### Task item
Below are the records; copy out every line that holds the word "reason".

### Exercise materials
------

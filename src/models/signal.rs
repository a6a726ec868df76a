use serde::{Deserialize, Serialize};
use std::fmt;

use super::swing::{SwingPoint, Trend};

#[derive(Debug, Clone, Copy, PartialEq, Eq, Serialize, Deserialize)]
#[serde(rename_all = "UPPERCASE")]
pub enum SignalDirection {
    Buy,
    Sell,
    Hold,
}

impl fmt::Display for SignalDirection {
    fn fmt(&self, f: &mut fmt::Formatter<'_>) -> fmt::Result {
        let label = match self {
            SignalDirection::Buy => "BUY",
            SignalDirection::Sell => "SELL",
            SignalDirection::Hold => "HOLD",
        };
        f.write_str(label)
    }
}

/// Trade recommendation derived from labeled swing points
#[derive(Debug, Clone, PartialEq, Serialize, Deserialize)]
pub struct SignalResult {
    pub signal: SignalDirection,
    pub reason: String,
    /// 0..=100
    pub confidence: u8,
    #[serde(skip_serializing_if = "Option::is_none")]
    pub entry_price: Option<f64>,
    #[serde(skip_serializing_if = "Option::is_none")]
    pub stop_loss: Option<f64>,
    #[serde(skip_serializing_if = "Option::is_none")]
    pub take_profit: Option<f64>,
    pub trend: Trend,
}

impl SignalResult {
    pub fn hold(reason: String, confidence: u8, trend: Trend) -> Self {
        Self {
            signal: SignalDirection::Hold,
            reason,
            confidence: confidence.min(100),
            entry_price: None,
            stop_loss: None,
            take_profit: None,
            trend,
        }
    }

    pub fn is_actionable(&self) -> bool {
        self.signal != SignalDirection::Hold
    }
}

impl fmt::Display for SignalResult {
    fn fmt(&self, f: &mut fmt::Formatter<'_>) -> fmt::Result {
        writeln!(f, "Signal: {} ({}% confidence)", self.signal, self.confidence)?;
        if let Some(entry) = self.entry_price {
            writeln!(f, "  Entry: {:.5}", entry)?;
        }
        if let Some(stop_loss) = self.stop_loss {
            writeln!(f, "  Stop loss: {:.5}", stop_loss)?;
        }
        if let Some(take_profit) = self.take_profit {
            writeln!(f, "  Take profit: {:.5}", take_profit)?;
        }
        write!(f, "  Reason: {}", self.reason)
    }
}

/// Full output of one structure analysis run
#[derive(Debug, Clone, PartialEq, Serialize, Deserialize)]
pub struct StructureAnalysis {
    pub depth: usize,
    pub candle_count: usize,
    #[serde(skip_serializing_if = "Option::is_none")]
    pub current_price: Option<f64>,
    pub swing_points: Vec<SwingPoint>,
    pub trend: Trend,
    pub signal: SignalResult,
}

------

### Response
    pub reason: String,
    pub fn hold(reason: String, confidence: u8, trend: Trend) -> Self {
            reason,
        write!(f, "  Reason: {}", self.reason)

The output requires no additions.